- 2007/11/13 掲載
ボーン・グローバル:フィンランドからグローバル・ベンチャー企業をつくる人々のビジネス+IT戦略(4)(2/2)
15人でグローバルオペレーションするレイキ社
レイキ社のプロダクトマネジャー、 パヌ・ピトカニネン氏(左)と、 輸出担当マネジャーのノーラ・スタフ氏(右) |
そこでレイキ社は、このユニークなテクノロジを武器に、設立当初から積極的に海外展開を図っている。現在のところ、ヨーロッパ(イギリス、ドイツ、オランダ等)を中心にアメリカ、中国などで販売実績があり、まさにグローバルで販売実績があるソフトウェアだといえる。また、地勢的な広さだけでなはく、クライアントには、ロイターや、ファイナンシャルタイムス、ユーロスポーツと世界有数のコンテンツプロバイダが含まれている。
しかしながら、レイキ社は設立2001年で、従業員数はわずか15人。セールスに携わるスタッフはわずか2人だそうだ。また、オフィスもヘルシンキとロンドンのわずか2か所だ。
レイキ社では、これらの規模的な問題を解決するために、ノキアのデベロッパープログラムや、EUの海外進出プログラムなど、大企業や公的機関が主催するさまざまなプログラムを利用して海外展開を促進しているとのことである。
ザ・フィンランド・システムのなかで自律的に成長する
2003年には初めての損益分岐点を迎えたというレイキ社は、外部からの大きな資金調達もなく、自律的に成長しているという。この背景には、ザ・フィンランド・システムによる恩恵もあるようだ。まずは、このような高度なテクノロジを開発していくうえで、優秀なエンジニアの獲得が不可欠であるが、フィンランドの教育機関から生み出される優秀なエンジニアを獲得できることは製品開発上の大きなアドバンテージといえるだろう。

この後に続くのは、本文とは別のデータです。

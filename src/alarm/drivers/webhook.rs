use std::time::Duration;

use anyhow::Context;
use async_trait::async_trait;
use chrono::Utc;
use reqwest::Client;
use serde_json::json;
use tracing::{info, instrument};

use super::{Driver, DriverError};
use crate::alarm::AlarmContext;
use crate::config::WebhookConfig;
use crate::util::retry_linear;

/// POSTs every alarm as JSON to a fixed URL
#[derive(Debug, Clone)]
pub struct WebhookDriver {
    client: Client,
    config: WebhookConfig,
}

impl WebhookDriver {
    pub fn new(config: WebhookConfig) -> anyhow::Result<Self> {
        let client = Client::builder()
            .timeout(Duration::from_secs(config.timeout_secs))
            .build()
            .context("Failed to build HTTP client")?;
        Ok(Self { client, config })
    }

    async fn post(&self, payload: &serde_json::Value) -> Result<(), DriverError> {
        let response = self.client.post(&self.config.url).json(payload).send().await?;

        if !response.status().is_success() {
            return Err(DriverError::Status(response.status()));
        }
        Ok(())
    }
}

#[async_trait]
impl Driver for WebhookDriver {
    fn name(&self) -> &str {
        "webhook"
    }

    #[instrument(skip(self, content, context))]
    async fn deliver(
        &self,
        title: &str,
        content: &str,
        context: &AlarmContext,
    ) -> Result<(), DriverError> {
        let payload = json!({
            "title": title,
            "content": content,
            "context": context,
            "timestamp": Utc::now().to_rfc3339(),
        });

        let attempts = self.config.attempts;
        retry_linear(
            attempts,
            Duration::from_secs(self.config.retry_delay_secs),
            |_| self.post(&payload),
        )
        .await
        .map_err(|last| match attempts {
            0 | 1 => last,
            _ => DriverError::Exhausted {
                attempts,
                last: Box::new(last),
            },
        })?;

        info!("Successfully sent webhook alarm");
        Ok(())
    }
}
//! Per-key mutual exclusion
//!
//! Unrelated keys never contend. Entries are created lazily when a key is
//! first locked and removed again once the last holder or waiter is gone, so
//! the map only ever contains keys that are currently in use.

use std::collections::HashMap;
use std::hash::Hash;
use std::sync::{Arc, Mutex, PoisonError};

use tokio::sync::OwnedMutexGuard;

type KeyMutex = Arc<tokio::sync::Mutex<()>>;

#[derive(Debug)]
pub struct KeyedLocks<K> {
    locks: Mutex<HashMap<K, KeyMutex>>,
}

impl<K> Default for KeyedLocks<K> {
    fn default() -> Self {
        Self {
            locks: Mutex::new(HashMap::new()),
        }
    }
}

impl<K> KeyedLocks<K>
where
    K: Eq + Hash + Clone,
{
    pub fn new() -> Self {
        Self::default()
    }

    /// Acquire the lock for `key`, waiting for any current holder.
    pub async fn lock(&self, key: K) -> KeyedGuard<'_, K> {
        let mutex = {
            let mut locks = self.locks.lock().unwrap_or_else(PoisonError::into_inner);
            locks.entry(key.clone()).or_default().clone()
        };

        let guard = mutex.lock_owned().await;

        KeyedGuard {
            owner: self,
            key,
            guard: Some(guard),
        }
    }

    /// Number of keys that are currently held or waited on
    pub fn active_keys(&self) -> usize {
        self.locks
            .lock()
            .unwrap_or_else(PoisonError::into_inner)
            .len()
    }
}

/// Guard returned by [`KeyedLocks::lock`]; releases the key on drop.
pub struct KeyedGuard<'a, K>
where
    K: Eq + Hash + Clone,
{
    owner: &'a KeyedLocks<K>,
    key: K,
    guard: Option<OwnedMutexGuard<()>>,
}

impl<K> Drop for KeyedGuard<'_, K>
where
    K: Eq + Hash + Clone,
{
    fn drop(&mut self) {
        let mut locks = self
            .owner
            .locks
            .lock()
            .unwrap_or_else(PoisonError::into_inner);

        // Waiters clone the mutex under the map lock, so the count is stable here.
        drop(self.guard.take());

        if locks
            .get(&self.key)
            .is_some_and(|mutex| Arc::strong_count(mutex) == 1)
        {
            locks.remove(&self.key);
        }
    }
}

また、R&Dを積極的に支援するテケスの資金援助を受けることで、規模が小さいながらも大きな開発チームを維持することに役立っているとのことだ。
そんなレイキ社の現在の課題を、「レイキ社のユニークなコンテンツレコメンデーションエンジンの可能性をクライアントに理解してもらうこと」と輸出担当マネジャーのノーラ・スタフ氏は語る。
この分野は、アイルランドのチェンジングワールド(ChangingWorlds)社をはじめとして有力新興企業が多数ひしめきあっている。今後も、レイキ社のさらなる飛躍に期待したい。